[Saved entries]
<<<<
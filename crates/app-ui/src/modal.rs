//! Post detail modal
//!
//! On the news page, clicking a post opens it in a modal with the full
//! content, its embeds and a comment thread. The modal closes from its close
//! button, a click on the backdrop, or the Escape key.

use crate::comments::GiscusConfig;
use crate::components::PostMedia;
use crate::embeds::{EmbedRenderer, HtmlEmbedRenderer};
use crate::html::escape;
use app_core::dates::Dated;
use app_core::posts::{BlogPost, PostId};

/// Modal visibility
#[derive(Debug, Clone, PartialEq, Eq, Default)]
pub enum ModalState {
    /// Not shown
    #[default]
    Hidden,
    /// Showing a post
    Shown(PostId),
}

/// Something that may close the modal
#[derive(Debug, Clone, PartialEq, Eq)]
pub enum CloseTrigger {
    /// The close (×) button
    CloseButton,
    /// A click on the modal overlay
    BackdropClick {
        /// Whether the click target was the backdrop itself rather than
        /// something inside the dialog
        target_is_backdrop: bool,
    },
    /// A key press anywhere on the page
    KeyDown(String),
}

impl CloseTrigger {
    /// Whether this trigger closes the modal
    pub fn closes(&self) -> bool {
        match self {
            CloseTrigger::CloseButton => true,
            CloseTrigger::BackdropClick { target_is_backdrop } => *target_is_backdrop,
            CloseTrigger::KeyDown(key) => key == "Escape",
        }
    }
}

/// Contents of the modal for one post
#[derive(Debug, Clone, PartialEq, Eq)]
pub struct ModalView {
    /// Post shown
    pub post_id: PostId,
    /// Title text
    pub title: String,
    /// Formatted date
    pub date: String,
    /// Author line (`by {author}`)
    pub author: String,
    /// Markup for the image slot
    pub image_html: String,
    /// Whether the image slot is displayed
    pub image_visible: bool,
    /// Markup for the body
    pub content_html: String,
    /// Comment widget script
    pub comments_html: String,
}

impl ModalView {
    /// Build the modal contents with the default embed renderer
    pub fn for_post(post: &BlogPost, comments: &GiscusConfig) -> Self {
        Self::for_post_with(post, comments, &HtmlEmbedRenderer)
    }

    /// Build the modal contents with a specific embed renderer
    ///
    /// Posts with an image show it in the image slot and put the embeds after
    /// the content. Posts without one show the embeds in the image slot,
    /// which is hidden when there is nothing to show.
    pub fn for_post_with<R>(post: &BlogPost, comments: &GiscusConfig, renderer: &R) -> Self
    where
        R: EmbedRenderer + ?Sized,
    {
        let media = PostMedia::for_post(
            post,
            |image| format!(r#"<img src="{}" alt="{}">"#, escape(image), escape(&post.title)),
            renderer,
        );
        let image_visible = !media.top.is_empty();

        Self {
            post_id: post.id.clone(),
            title: post.title.clone(),
            date: post.display_date(),
            author: format!("by {}", post.author),
            image_html: media.top,
            image_visible,
            content_html: format!("<p>{}</p>{}", post.content, media.after_content),
            comments_html: comments.script_tag(post),
        }
    }

    /// Render the modal body
    pub fn render(&self) -> String {
        let display = if self.image_visible { "block" } else { "none" };
        format!(
            concat!(
                r#"<div class="post-modal-body" data-post-id="{id}">"#,
                r#"<h2 id="modal-post-title">{title}</h2>"#,
                r#"<p id="modal-post-date">{date}</p>"#,
                r#"<p id="modal-post-author">{author}</p>"#,
                r#"<div id="modal-post-image" style="display: {display}">{image}</div>"#,
                r#"<div id="modal-post-content">{content}</div>"#,
                r#"<div class="giscus">{comments}</div>"#,
                r#"</div>"#
            ),
            id = escape(&self.post_id.to_string()),
            title = escape(&self.title),
            date = escape(&self.date),
            author = escape(&self.author),
            display = display,
            image = self.image_html,
            content = self.content_html,
            comments = self.comments_html,
        )
    }
}

/// The post modal
#[derive(Debug, Clone, Default)]
pub struct PostModal {
    state: ModalState,
    view: Option<ModalView>,
    comments: GiscusConfig,
}

impl PostModal {
    /// Create a hidden modal
    pub fn new(comments: GiscusConfig) -> Self {
        Self { state: ModalState::Hidden, view: None, comments }
    }

    /// Current state
    pub fn state(&self) -> &ModalState {
        &self.state
    }

    /// Check if the modal is showing a post
    pub fn is_open(&self) -> bool {
        matches!(self.state, ModalState::Shown(_))
    }

    /// Contents currently shown
    pub fn view(&self) -> Option<&ModalView> {
        self.view.as_ref()
    }

    /// Show a post, replacing whatever was shown before
    ///
    /// The comment thread is rebuilt for the new post.
    pub fn open(&mut self, post: &BlogPost) -> &ModalView {
        self.state = ModalState::Shown(post.id.clone());
        self.view.insert(ModalView::for_post(post, &self.comments))
    }

    /// Hide the modal. Closing a hidden modal does nothing.
    pub fn close(&mut self) {
        self.state = ModalState::Hidden;
        self.view = None;
    }

    /// Handle a possible close trigger. Returns whether the modal closed.
    pub fn handle(&mut self, trigger: &CloseTrigger) -> bool {
        if !self.is_open() || !trigger.closes() {
            return false;
        }
        tracing::debug!(?trigger, "closing post modal");
        self.close();
        true
    }
}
>>>>
**WORK TASK**
Note how many lines above hold "enum" and give that figure alone.

**RESPONSE AREA**
2